Yes, "we" are fine with it. Thank God that Bill Simmons is here to speak for "us."

That 2009 incident inspired us to collectively reject the mythology of Roethlisberger’s greatness, even though so many went the other way with Kobe Bryant earlier in the decade (in an undeniably similar situation).

I do somewhat disagree with this. I think the difference is that Roethlisberger is a great quarterback, but Kobe Bryant is one of the greatest NBA players of all-time. The difference is relative. Kobe's greatness has been rejected by quite a few (points at Bill), but the fact he is one of the all-time great NBA players has helped the mythology grow in ways that Roethlisberger's just won't. Roethlisberger is great, but he isn't one of the Top 10-20 quarterbacks of all-time, while Kobe is one of the Top 10-20 NBA players of all-time.

You know when I officially realized this?

After Ben Roethlisberger proved he was great and you had time to go back and point out what "we" should have known all along and then made up a gambling theory that will be untrue in a few weeks?

In the words of Dave Dameshek quoting Jerry Orbach from Dirty Dancing, when I’m wrong, I’m wrong. Roethlisberger IS great.

Even if he doesn’t routinely throw up video-game numbers, you’d feel 100 percent comfortable riding him for any big game or any season-saving drive. 

Oh, I would feel that way? Thanks for telling me. I wasn't sure how I felt in this situation. But it turns out that I am comfortable riding Roethlisberger for any big game or any season-saving drive. These things that Bill knows about "us" that "we" don't know...

Back to the Y2K/Super Bowl thing: I brought it up because there’s another list of memorable 21st-century QBs who haven’t won a Super Bowl. Here’s that list …
• Rich Gannon
• Steve McNair
• Donovan McNabb
• Jake Delhomme
• Carson Palmer
• Philip Rivers
• Tony Romo
• Matt Ryan
• Colin Kaepernick
• Andrew Luck

Luck has been in the league less than three years. I get it, he hasn't won a Super Bowl, but he's memorable really only in that he will be really memorable in a few more years.

Delhomme’s topsy-turvy career peaked with 2003’s improbable hot streak — two playoff upsets, then Delhomme scaring the bejesus out of every overconfident Patriots fan during the Nipple Bowl.

I would disagree with the "improbable" part. I don't know if Delhomme was memorable or not, but he was pretty good during the 2004 and 2005 seasons. He definitely played well in the 2003 playoffs, but he also played really well during the playoffs in 2005 (well, 2 of 3 games). So Delhomme's career didn't peak during the Super Bowl, though it was a part of the peak.

As for the non-retired guys, Romo is Romo — the most polarizing QB of this century not named Michael Vick.

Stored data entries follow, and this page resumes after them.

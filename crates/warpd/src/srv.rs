//! Warp registry and connection listener.
//!
//! The registry mutex is held only across lookup+insert during host
//! admission and lookup+delete during warp teardown; all hot-path traffic
//! operates on the warp object directly.

use std::collections::HashMap;
use std::net::SocketAddr;
use std::sync::{Arc, Mutex as StdMutex};

use tokio::net::{TcpListener, TcpStream};
use tokio::sync::watch;
use tokio_rustls::TlsAcceptor;
use tracing::{debug, info, warn};

use warp_core::error::Result;
use warp_core::protocol::{Message, SessionType, WarpId, error_code};

use crate::session::{BoxedReader, BoxedWriter, FrameReader, Session, cancelled};
use crate::warp::Warp;

type Registry = Arc<StdMutex<HashMap<WarpId, Arc<Warp>>>>;

/// Listener configuration.
#[derive(Clone)]
pub struct SrvConfig {
    pub listen_addr: SocketAddr,
    /// TLS acceptor when serving over TLS; plaintext TCP otherwise.
    pub tls: Option<TlsAcceptor>,
}

/// A running warpd server: one listener plus the process-wide warp
/// registry.
pub struct Srv {
    listener: TcpListener,
    tls: Option<TlsAcceptor>,
    warps: Registry,
    shutdown_tx: watch::Sender<bool>,
}

impl Srv {
    /// Bind the listener. Bind failures are fatal to the daemon.
    pub async fn bind(config: SrvConfig) -> Result<Self> {
        let listener = TcpListener::bind(config.listen_addr).await?;
        info!(
            addr = %listener.local_addr()?,
            tls = config.tls.is_some(),
            "Listening"
        );

        let (shutdown_tx, _) = watch::channel(false);
        Ok(Self {
            listener,
            tls: config.tls,
            warps: Arc::new(StdMutex::new(HashMap::new())),
            shutdown_tx,
        })
    }

    pub fn local_addr(&self) -> Result<SocketAddr> {
        Ok(self.listener.local_addr()?)
    }

    /// Signal the accept loop and every session to stop.
    pub fn shutdown(&self) {
        let _ = self.shutdown_tx.send(true);
    }

    /// Number of live warps (testing).
    pub fn warp_count(&self) -> usize {
        self.warps.lock().expect("registry lock poisoned").len()
    }

    /// Run the accept loop until `shutdown` is called.
    pub async fn run(&self) -> Result<()> {
        let mut shutdown_rx = self.shutdown_tx.subscribe();

        loop {
            tokio::select! {
                _ = cancelled(&mut shutdown_rx) => {
                    info!("Listener stopping");
                    return Ok(());
                }
                accepted = self.listener.accept() => {
                    match accepted {
                        Ok((stream, peer_addr)) => {
                            let tls = self.tls.clone();
                            let warps = Arc::clone(&self.warps);
                            let shutdown_rx = self.shutdown_tx.subscribe();
                            tokio::spawn(async move {
                                handle_connection(stream, peer_addr, tls, warps, shutdown_rx)
                                    .await;
                            });
                        }
                        // Nothing was accepted; there is no connection to
                        // touch here. Log and keep serving.
                        Err(e) => {
                            warn!(error = %e, "Error accepting connection");
                        }
                    }
                }
            }
        }
    }
}

// =============================================================================
// Connection handling
// =============================================================================

async fn handle_connection(
    stream: TcpStream,
    peer_addr: SocketAddr,
    tls: Option<TlsAcceptor>,
    warps: Registry,
    mut shutdown_rx: watch::Receiver<bool>,
) {
    debug!(peer = %peer_addr, "Handling new connection");

    let (read, write): (BoxedReader, BoxedWriter) = match tls {
        Some(acceptor) => match acceptor.accept(stream).await {
            Ok(tls_stream) => {
                let (read, write) = tokio::io::split(tls_stream);
                (Box::new(read), Box::new(write))
            }
            Err(e) => {
                debug!(peer = %peer_addr, error = %e, "TLS handshake failed");
                return;
            }
        },
        None => {
            let (read, write) = stream.into_split();
            (Box::new(read), Box::new(write))
        }
    };

    let (session, reader) = match Session::accept(read, write, peer_addr).await {
        Ok(pair) => pair,
        Err(e) => {
            if !e.is_disconnect() {
                debug!(peer = %peer_addr, error = %e, "Session admission failed");
            }
            return;
        }
    };

    // Daemon shutdown cancels the session, which aborts its reads; the
    // dispatched handler then unwinds normally (hosts drain their warp).
    let watcher = tokio::spawn({
        let session = Arc::clone(&session);
        async move {
            cancelled(&mut shutdown_rx).await;
            session.teardown().await;
        }
    });

    dispatch(&warps, Arc::clone(&session), reader).await;

    watcher.abort();
    session.teardown().await;
    debug!(peer = %peer_addr, "Done handling connection");
}

async fn dispatch(warps: &Registry, session: Arc<Session>, reader: FrameReader) {
    match session.session_type() {
        SessionType::Host => handle_host(warps, session, reader).await,
        SessionType::ShellClient => handle_client(warps, session, reader).await,
    }
}

/// Host admission: the initial host update carries the window size; the
/// registry insert is what claims the warp id.
async fn handle_host(warps: &Registry, session: Arc<Session>, mut reader: FrameReader) {
    let initial = match reader.next().await {
        Ok(Message::HostUpdate(update)) => update,
        Ok(other) => {
            warn!(peer = %session.peer_addr(), msg = ?other, "Expected an initial host update");
            session
                .send_error(
                    error_code::INTERNAL_ERROR,
                    "Expected an initial host update.",
                )
                .await;
            return;
        }
        Err(e) => {
            if !e.is_disconnect() {
                warn!(peer = %session.peer_addr(), error = %e, "Initial host update error");
                if let Some(code) = e.wire_code() {
                    session.send_error(code, e.to_string()).await;
                }
            }
            return;
        }
    };

    let warp_id = session.warp().clone();
    let created = {
        let mut registry = warps.lock().expect("registry lock poisoned");
        if registry.contains_key(&warp_id) {
            None
        } else {
            let (warp, input_rx) = Warp::new(warp_id.clone(), initial.window_size);
            registry.insert(warp_id.clone(), Arc::clone(&warp));
            Some((warp, input_rx))
        }
    };

    let Some((warp, input_rx)) = created else {
        warn!(warp = %warp_id, "Host error: warp already in use");
        session
            .send_error(
                error_code::WARP_IN_USE,
                format!("The warp you attempted to open is already in use: {warp_id}."),
            )
            .await;
        return;
    };

    warp.handle_host(session, reader, input_rx, initial).await;

    // The final disconnected snapshot has been published; the id is free
    // for reuse from here on.
    debug!(warp = %warp_id, "Cleaning up warp");
    warps.lock().expect("registry lock poisoned").remove(&warp_id);
}

async fn handle_client(warps: &Registry, session: Arc<Session>, reader: FrameReader) {
    let warp = {
        let registry = warps.lock().expect("registry lock poisoned");
        registry.get(session.warp()).cloned()
    };

    match warp {
        Some(warp) => warp.handle_client(session, reader).await,
        None => {
            warn!(warp = %session.warp(), "Client error: warp unknown");
            session
                .send_error(
                    error_code::WARP_UNKNOWN,
                    format!(
                        "The warp you attempted to connect does not exist: {}.",
                        session.warp()
                    ),
                )
                .await;
        }
    }
}

// =============================================================================
// Tests
// =============================================================================
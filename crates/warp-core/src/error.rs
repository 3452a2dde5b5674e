//! Error types for warp-core.

use thiserror::Error;

use crate::protocol::error_code;

/// Main error type for warp operations.
#[derive(Debug, Error)]
pub enum Error {
    /// I/O error from underlying system calls.
    #[error("I/O error: {0}")]
    Io(#[from] std::io::Error),

    /// Codec error during encoding/decoding.
    #[error("codec error: {message}")]
    Codec { message: String },

    /// Protocol violation or message unexpected for the session role.
    #[error("protocol error: {message}")]
    Protocol { message: String },

    /// The warp a host attempted to open already exists.
    #[error("warp already in use: {0}")]
    WarpInUse(String),

    /// The warp a client attempted to join does not exist.
    #[error("warp unknown: {0}")]
    WarpUnknown(String),

    /// A subscriber's delivery queue overflowed and it was evicted.
    #[error("subscriber too slow")]
    SlowConsumer,

    /// Connection was closed by the peer.
    #[error("connection closed")]
    ConnectionClosed,

    /// Operation timed out.
    #[error("operation timed out")]
    Timeout,

    /// TLS configuration or handshake error.
    #[error("tls error: {message}")]
    Tls { message: String },
}

impl Error {
    /// The stable wire code for errors that are reported to the peer,
    /// or `None` for errors that only terminate the session locally.
    pub fn wire_code(&self) -> Option<&'static str> {
        match self {
            Error::WarpInUse(_) => Some(error_code::WARP_IN_USE),
            Error::WarpUnknown(_) => Some(error_code::WARP_UNKNOWN),
            Error::SlowConsumer => Some(error_code::SLOW_CONSUMER),
            Error::Codec { .. } | Error::Protocol { .. } => Some(error_code::INTERNAL_ERROR),
            _ => None,
        }
    }

    /// Returns true if this error is an ordinary peer disconnect rather
    /// than a fault worth reporting.
    pub fn is_disconnect(&self) -> bool {
        matches!(self, Error::ConnectionClosed | Error::Io(_))
    }
}

/// Convenience result type for warp operations.
pub type Result<T> = std::result::Result<T, Error>;

#[cfg(test)]
mod tests {
    use super::*;

    #[test]
    fn error_display_codec() {
        let err = Error::Codec {
            message: "frame too large".into(),
        };
        assert_eq!(err.to_string(), "codec error: frame too large");
    }

    #[test]
    fn error_display_warp_in_use() {
        let err = Error::WarpInUse("alpha".into());
        assert_eq!(err.to_string(), "warp already in use: alpha");
    }

    #[test]
    fn io_error_conversion() {
        let io_err = std::io::Error::new(std::io::ErrorKind::BrokenPipe, "pipe");
        let err: Error = io_err.into();
        assert!(matches!(err, Error::Io(_)));
    }

    #[test]
    fn wire_codes_are_stable() {
        assert_eq!(Error::WarpInUse("a".into()).wire_code(), Some("warp_in_use"));
        assert_eq!(
            Error::WarpUnknown("a".into()).wire_code(),
            Some("warp_unknown")
        );
        assert_eq!(Error::SlowConsumer.wire_code(), Some("slow_consumer"));
        assert_eq!(
            Error::Protocol {
                message: "bad".into()
            }
            .wire_code(),
            Some("internal_error")
        );
        assert_eq!(Error::Timeout.wire_code(), None);
        assert_eq!(Error::ConnectionClosed.wire_code(), None);
    }

    #[test]
    fn disconnect_classification() {
        assert!(Error::ConnectionClosed.is_disconnect());
        assert!(
            Error::Io(std::io::Error::new(
                std::io::ErrorKind::ConnectionReset,
                "reset"
            ))
            .is_disconnect()
        );
        assert!(!Error::Timeout.is_disconnect());
        assert!(!Error::WarpInUse("a".into()).is_disconnect());
    }
}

But he could have made a Super Bowl on the right team. Same for Rivers, who’s really a better version of Romo with more kids. Ryan nearly won the NFC title in 2013, although he didn’t — so maybe that says something, too.

Matt Ryan almost made a Super Bowl, so that means something, but he didn't, so maybe that means something also. So basically the fact Matt Ryan didn't make a Super Bowl may or may not mean something. Everything is everything and something is always something.

And Luck, of anyone on that list, is the surest wager to win at least one Lombardi. Maybe sooner than we think.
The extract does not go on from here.